By considering the multiplicity of discretion, and the practice in which discretion is embedded, I wish to enhance the concept of discretion. This entails a shift in conceptual, empirical, analytical and practical focus, from merely seeing discretion as an individual act, impacted by technological implementation – to considering its collaborative practice (and value) as part of a design process.
“We Would Never Write That Down”: Classifications of Unemployed and Data Challenges for AI
Proceedings of the ACM on Human-Computer Interaction, 2021 | Award: Honourable mention at CSCW ’21
AI is increasingly used in public administration with the promise of improving decision-making through predictive modelling. To accurately predict, it needs all the agreed criteria used as part of decisions, formal and informal.

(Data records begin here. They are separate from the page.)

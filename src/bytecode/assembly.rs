/*!
  The human readable textual form of bytecode is called assembly. This module turns Instruction
  List assembly into a `Program` in two passes over the source lines.

  The grammar of a line is
  ```text
  <line>     ::= [ <label> ':' ] [ <mnemonic> [ <operand> ] ] [ ';' <comment> ]
  <mnemonic> ::= <name> with any of the modifiers '!' '?' '(' mixed in
  <operand>  ::= [ '!' ] '%' <code> ( <byte> '/' <bit> | <word> )     for all but JMP/CAL
               | <label> | <target>                                   for JMP/CAL
  ```
  A line containing only whitespace is blank. Blank lines produce nothing and are not counted.
  Every other line produces exactly one instruction, so a line holding only a label or only a
  comment assembles to `NOP`.

  The first pass binds each label to the 1-based count of non-blank lines up to and including
  the labeled line. The second pass encodes every line, resolving jump and call operands
  against the collected labels. Assembly stops at the first error.
*/

use std::str::FromStr;

use nom::{
  branch::alt,
  character::complete::{
    char as one_char,
    u16 as word_p,
    u32 as target_p,
    u8 as byte_p
  },
  combinator::{all_consuming, map},
  sequence::separated_pair,
  IResult
};

use super::binary::MAX_TARGET;
use super::{encode_instruction, Argument, Instruction, Modifiers, OperandKind, Operation, Program, Word};
use crate::address::Address;
use crate::error::CompileError;
use crate::symboltable::LabelTable;

/// A non-blank line of source text.
struct SourceLine<'a> {
  /// 1-based line number in the source text, counting blank lines.
  number : usize,
  text   : &'a str
}

/// Why an operand failed to parse, before the line number is known.
#[derive(Debug, Eq, PartialEq)]
enum OperandError {
  MissingMarker,
  UnknownKind,
  Malformed
}

impl OperandError {
  fn at(self, line: usize, operand: &str) -> CompileError {
    let operand = operand.to_string();
    match self {
      OperandError::MissingMarker => CompileError::MissingOperandMarker { line, operand },
      OperandError::UnknownKind   => CompileError::UnknownOperandKind { line, operand },
      OperandError::Malformed     => CompileError::MalformedOperand { line, operand },
    }
  }
}

/// A `Compilation` is the result of `Compilation::compile(source)`: the program and the labels
/// collected while building it. The labels are only diagnostic; the program never refers to
/// them.
#[derive(Clone, Debug)]
pub struct Compilation {
  pub program : Program,
  pub labels  : LabelTable,
}

impl Compilation {

  pub fn compile(text: &str) -> Result<Compilation, CompileError> {
    let lines: Vec<SourceLine> = source_lines(text).collect();

    // First pass: localize labels.
    let labels = collect_labels(&lines);

    #[cfg(feature = "trace_computation")]
    println!("labels:\n{}", labels);

    // Second pass: compile.
    let mut code: Vec<Word> = Vec::with_capacity(lines.len());
    for line in lines.iter() {
      let instruction = parse_line(line, &labels)?;
      let word = encode_instruction(&instruction);

      #[cfg(feature = "trace_computation")]
      println!("  [{:04}] {:<30} 0x{:08x}  {}", code.len(), line.text.trim(), word, instruction);

      code.push(word);
    }

    Ok(Compilation {
      program: Program::new(code),
      labels
    })
  }

}

/// Assembles Instruction List source text into a program.
pub fn assemble(text: &str) -> Result<Program, CompileError> {
  Compilation::compile(text).map(|compilation| compilation.program)
}

/**
  Assembles a single line. Jumps can only refer to a label defined on the same line or to a
  decimal target. A blank line assembles to `NOP`.
*/
pub fn assemble_one(line: &str) -> Result<Word, CompileError> {
  let program = assemble(line)?;
  Ok(program.words().first().copied().unwrap_or_default())
}

/**
  Parses a bare operand such as `%i0/1` or `%qf3` into its kind and address. Useful for hosts
  that address memory with the same notation as the assembler. The line number of any error
  is 1.
*/
pub fn parse_operand(text: &str) -> Result<(OperandKind, Address), CompileError> {
  let text = text.trim();
  parse_marked_operand(text).map_err(|e| e.at(1, text))
}

fn source_lines(text: &str) -> impl Iterator<Item = SourceLine<'_>> {
  text
    .lines()
    .enumerate()
    .filter(|(_, line)| !line.trim().is_empty())
    .map(|(index, line)| SourceLine { number: index + 1, text: line })
}

/// Splits `line` into its label, if any, and the code that follows, with the comment removed.
fn split_label(line: &str) -> (Option<&str>, &str) {
  let code =
    match line.split_once(';') {
      Some((code, _comment)) => code,
      None                   => line
    };

  match code.split_once(':') {
    Some((name, rest)) => {
      let name = name.trim();
      match !name.is_empty() && !name.contains(char::is_whitespace) {
        true  => (Some(name), rest),
        false => (None, code)
      }
    }
    None => (None, code)
  }
}

fn collect_labels(lines: &[SourceLine]) -> LabelTable {
  let mut labels = LabelTable::new();

  for (index, line) in lines.iter().enumerate() {
    if let (Some(name), _) = split_label(line.text) {
      let bound_to = (index + 1) as Word;
      if let Err((_name, _line)) = labels.insert(name, bound_to) {
        #[cfg(feature = "trace_computation")]
        println!("  duplicate label ({}) on line {} ignored", _name, line.number);
      }
    }
  }

  labels
}

fn parse_line(line: &SourceLine, labels: &LabelTable) -> Result<Instruction, CompileError> {
  let (_label, code) = split_label(line.text);
  let mut tokens = code.split_whitespace();

  let mnemonic =
    match tokens.next() {
      Some(mnemonic) => mnemonic,
      None           => return Ok(Instruction::nullary(Operation::Nop))
    };
  let operand = tokens.next().unwrap_or("");
  if let Some(extra) = tokens.next() {
    return Err(OperandError::Malformed.at(line.number, extra));
  }

  let (operation, mut modifiers) = parse_mnemonic(mnemonic).ok_or_else(|| {
    CompileError::UnknownInstruction { line: line.number, mnemonic: mnemonic.to_string() }
  })?;

  if operation.is_jump() {
    // The push flag shares its bit with the target.
    modifiers.push = false;
    let target = resolve_target(operand, labels, line.number)?;
    return Ok(Instruction::new(operation, modifiers, Argument::Target(target)));
  }

  // An operand of a single character or less is no operand at all.
  if operand.chars().count() <= 1 {
    return Ok(Instruction::new(operation, modifiers, Argument::empty()));
  }

  let (negate_argument, marked) =
    match operand.strip_prefix('!') {
      Some(rest) => (true, rest),
      None       => (false, operand)
    };
  let (kind, address) = parse_marked_operand(marked).map_err(|e| e.at(line.number, operand))?;
  modifiers.negate_argument = negate_argument;

  Ok(Instruction::new(operation, modifiers, Argument::operand(kind, address)))
}

/// Strips the modifier characters out of the mnemonic and looks up what remains.
fn parse_mnemonic(token: &str) -> Option<(Operation, Modifiers)> {
  let upper = token.to_uppercase();
  let modifiers = Modifiers {
    negate_instruction : upper.contains('!'),
    push               : upper.contains('('),
    conditional        : upper.contains('?'),
    ..Modifiers::default()
  };
  let name = upper.replace(['!', '(', '?'], " ");

  Operation::from_str(name.trim()).ok().map(|operation| (operation, modifiers))
}

/// Parses `%<code><address>`.
fn parse_marked_operand(text: &str) -> Result<(OperandKind, Address), OperandError> {
  let (before, after) = text.split_once('%').ok_or(OperandError::MissingMarker)?;
  if !before.is_empty() {
    return Err(OperandError::Malformed);
  }
  let (kind, address_text) = OperandKind::match_prefix(after).ok_or(OperandError::UnknownKind)?;

  match all_consuming(address)(address_text) {
    Ok((_, address)) => Ok((kind, address)),
    Err(_)           => Err(OperandError::Malformed)
  }
}

/// `<byte>/<bit>` or `<word>`.
fn address(input: &str) -> IResult<&str, Address> {
  alt((
    map(separated_pair(byte_p, one_char('/'), byte_p), |(byte, bit)| Address::Bit { byte, bit }),
    map(word_p, Address::Word),
  ))(input)
}

fn resolve_target(operand: &str, labels: &LabelTable, line: usize) -> Result<Word, CompileError> {
  let operand = operand.trim();

  if !operand.is_empty() {
    if let Some((_name, target)) = labels.resolve(operand) {
      return Ok(target);
    }
  }

  let parsed: IResult<&str, u32> = all_consuming(target_p)(operand);
  match parsed {

    Ok((_, target)) if target <= MAX_TARGET => Ok(target),

    _ if !operand.is_empty() && operand.chars().all(|c| c.is_ascii_digit()) => {
      Err(CompileError::MalformedOperand { line, operand: operand.to_string() })
    }

    _ => Err(CompileError::UnresolvedLabel { line, label: operand.to_string() })

  }
}


#[cfg(test)]
mod tests {
  use super::*;
  use crate::bytecode::{decode_instruction, disassemble};

  fn single(line: &str) -> Instruction {
    decode_instruction(assemble_one(line).unwrap())
  }

  #[test]
  fn operand_forms(){
    assert_eq!(
      single("LD %i0/1"),
      Instruction::with_operand(Operation::Ld, OperandKind::Input, Address::bit(0, 1))
    );
    assert_eq!(
      single("  st   %qf12  "),
      Instruction::with_operand(Operation::St, OperandKind::RealOutput, Address::Word(12))
    );

    let and = single("AND!( !%M2/3");
    assert_eq!(and.operation, Operation::And);
    assert!(and.modifiers.negate_instruction);
    assert!(and.modifiers.push);
    assert!(and.modifiers.negate_argument);
    assert!(!and.modifiers.conditional);
    assert_eq!(and.argument, Argument::operand(OperandKind::PulseIn, Address::bit(2, 3)));
  }

  #[test]
  fn labels_and_comments_are_stripped(){
    let program = assemble("start: LD %i0/0 ; read the switch\n ST %q0/0;drive the lamp").unwrap();
    assert_eq!(program.len(), 2);
    assert_eq!(disassemble(program[0]), "LD %i0/0");
    assert_eq!(disassemble(program[1]), "ST %q0/0");
  }

  #[test]
  fn label_and_comment_only_lines_are_nops(){
    let program = assemble("loop:\n; nothing\nLD %i0/0").unwrap();
    assert_eq!(program.len(), 3);
    assert_eq!(decode_instruction(program[0]).operation, Operation::Nop);
    assert_eq!(decode_instruction(program[1]).operation, Operation::Nop);
  }

  #[test]
  fn lenient_missing_operand(){
    assert_eq!(single("NOT"), Instruction::nullary(Operation::Not));
    assert_eq!(single("S"), Instruction::nullary(Operation::S));
    assert_eq!(single("R !"), Instruction::nullary(Operation::R));
    assert_eq!(single(")"), Instruction::nullary(Operation::Pop));
  }

  #[test]
  fn forward_and_backward_labels(){
    let forward = "JMP end\nLD %i0/0\nLD %i0/1\nLD %i0/2\nend: ST %q0/0";
    let program = assemble(forward).unwrap();
    assert_eq!(decode_instruction(program[0]).argument, Argument::Target(5));

    let backward = "LD %i0/0\nLD %i0/1\nLD %i0/2\nST %q0/0\nend: JMP end";
    let program = assemble(backward).unwrap();
    assert_eq!(decode_instruction(program[4]).argument, Argument::Target(5));

    let compilation = Compilation::compile("a: NOP\nb: NOP\nJMP b\nJMP a").unwrap();
    assert_eq!(decode_instruction(compilation.program[2]).argument, Argument::Target(2));
    assert_eq!(decode_instruction(compilation.program[3]).argument, Argument::Target(1));
    assert_eq!(compilation.labels.get_line("b"), Some(2));
  }

  #[test]
  fn blank_lines_are_neutral(){
    let dense  = "top: LD %i0/0\nAND %i0/1\nJMP? done\nST %q0/0\ndone: JMP top";
    let sparse = "\n\ntop: LD %i0/0\n   \nAND %i0/1\n\t\nJMP? done\n\nST %q0/0\n\n\ndone: JMP top\n\n";
    assert_eq!(assemble(dense).unwrap(), assemble(sparse).unwrap());

    let labels = Compilation::compile(sparse).unwrap().labels;
    assert_eq!(labels.get_line("top"), Some(1));
    assert_eq!(labels.get_line("done"), Some(5));
  }

  #[test]
  fn duplicate_labels_keep_first_binding(){
    let program = assemble("x: NOP\nx: NOP\nJMP x").unwrap();
    assert_eq!(decode_instruction(program[2]).argument, Argument::Target(1));
  }

  #[test]
  fn decimal_jump_targets(){
    assert_eq!(single("JMP 7").argument, Argument::Target(7));
    assert_eq!(single("CAL?! 12").argument, Argument::Target(12));
    assert!(matches!(
      assemble_one("JMP 99999999999"),
      Err(CompileError::MalformedOperand { line: 1, .. })
    ));
    assert!(matches!(
      assemble_one("JMP 33554432"),
      Err(CompileError::MalformedOperand { line: 1, .. })
    ));
  }

  #[test]
  fn unknown_instruction(){
    assert_eq!(
      assemble("FOO %i0/0"),
      Err(CompileError::UnknownInstruction { line: 1, mnemonic: "FOO".to_string() })
    );
    let error = assemble("LD %i0/0\n\nST %q0/0\nfoo! %i0/0\nBAR").unwrap_err();
    assert_eq!(error.line(), 4);
    assert!(matches!(error, CompileError::UnknownInstruction { .. }));
  }

  #[test]
  fn unresolved_label(){
    assert_eq!(
      assemble("JMP nowhere"),
      Err(CompileError::UnresolvedLabel { line: 1, label: "nowhere".to_string() })
    );
    assert!(matches!(assemble("JMP"), Err(CompileError::UnresolvedLabel { line: 1, .. })));
  }

  #[test]
  fn operand_errors(){
    assert!(matches!(assemble("LD i0/0"),     Err(CompileError::MissingOperandMarker { line: 1, .. })));
    assert!(matches!(assemble("LD %x0/0"),    Err(CompileError::UnknownOperandKind { line: 1, .. })));
    assert!(matches!(assemble("LD %i0/"),     Err(CompileError::MalformedOperand { line: 1, .. })));
    assert!(matches!(assemble("LD %i256/0"),  Err(CompileError::MalformedOperand { line: 1, .. })));
    assert!(matches!(assemble("LD %i70000"),  Err(CompileError::MalformedOperand { line: 1, .. })));
    assert!(matches!(assemble("LD %i"),       Err(CompileError::MalformedOperand { line: 1, .. })));
    assert!(matches!(assemble("LD x%i0/0"),   Err(CompileError::MalformedOperand { line: 1, .. })));
    assert!(matches!(assemble("LD %i0/0 %i"), Err(CompileError::MalformedOperand { line: 1, .. })));
  }

  #[test]
  fn stops_at_first_error(){
    let error = assemble("LD %i0/0\nLD %z0/0\nFOO").unwrap_err();
    assert_eq!(error, CompileError::UnknownOperandKind { line: 2, operand: "%z0/0".to_string() });
  }

  #[test]
  fn bare_operands(){
    assert_eq!(parse_operand("%i0/1"), Ok((OperandKind::Input, Address::bit(0, 1))));
    assert_eq!(parse_operand(" %MF7 "), Ok((OperandKind::RealMemoryIn, Address::Word(7))));
    assert!(parse_operand("i0/1").is_err());
  }

  #[test]
  fn assembler_disassembler_duality(){
    let lines = [
      "LD %i0/0",
      "LD! %if3",
      "ST !%q1/7",
      "S %m0/2",
      "R %M4/1",
      "AND( %i0/1",
      "OR!( !%Q2/2",
      "XOR %b0/0",
      "NOT",
      "ADD %mf10",
      "SUB %c1",
      "MUL %t2",
      "DIV( %W5",
      "GT %r0/0",
      "GE %f0/1",
      "EQ %QF9",
      "NE %T3",
      "LE %MF4",
      "LT %qf65535",
      ")",
      "RET",
      "RET!?",
      "JMP 12",
      "JMP!? 3",
      "CAL? 0",
      "NOP",
    ];
    for line in lines.iter() {
      assert_eq!(disassemble(assemble_one(line).unwrap()), *line);
    }

    // Modifier order and case are canonicalized.
    assert_eq!(disassemble(assemble_one("and(! %i0/1").unwrap()), "AND!( %i0/1");
    assert_eq!(disassemble(assemble_one("jmp?! 4").unwrap()), "JMP!? 4");
  }

}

This paper empirically explores the informal classifications used by caseworkers to make unemployed welfare seekers ‘fit’ into the formal categories applied in a Danish job centre. Our findings show that these classifications are documentable, and hence traceable to AI. However, to the caseworkers, they are at odds with the stable explanations assumed by any bureaucratic recording system as they involve negotiated and situated judgments of people’s character.
Thus, for moral reasons, caseworkers find them ill-suited for formal representation and predictive purposes and choose not to write them down. As a result, although classification work is crucial to the job centre’s activities, AI is denuded of the real-world (and real work) character of decision-making in this context.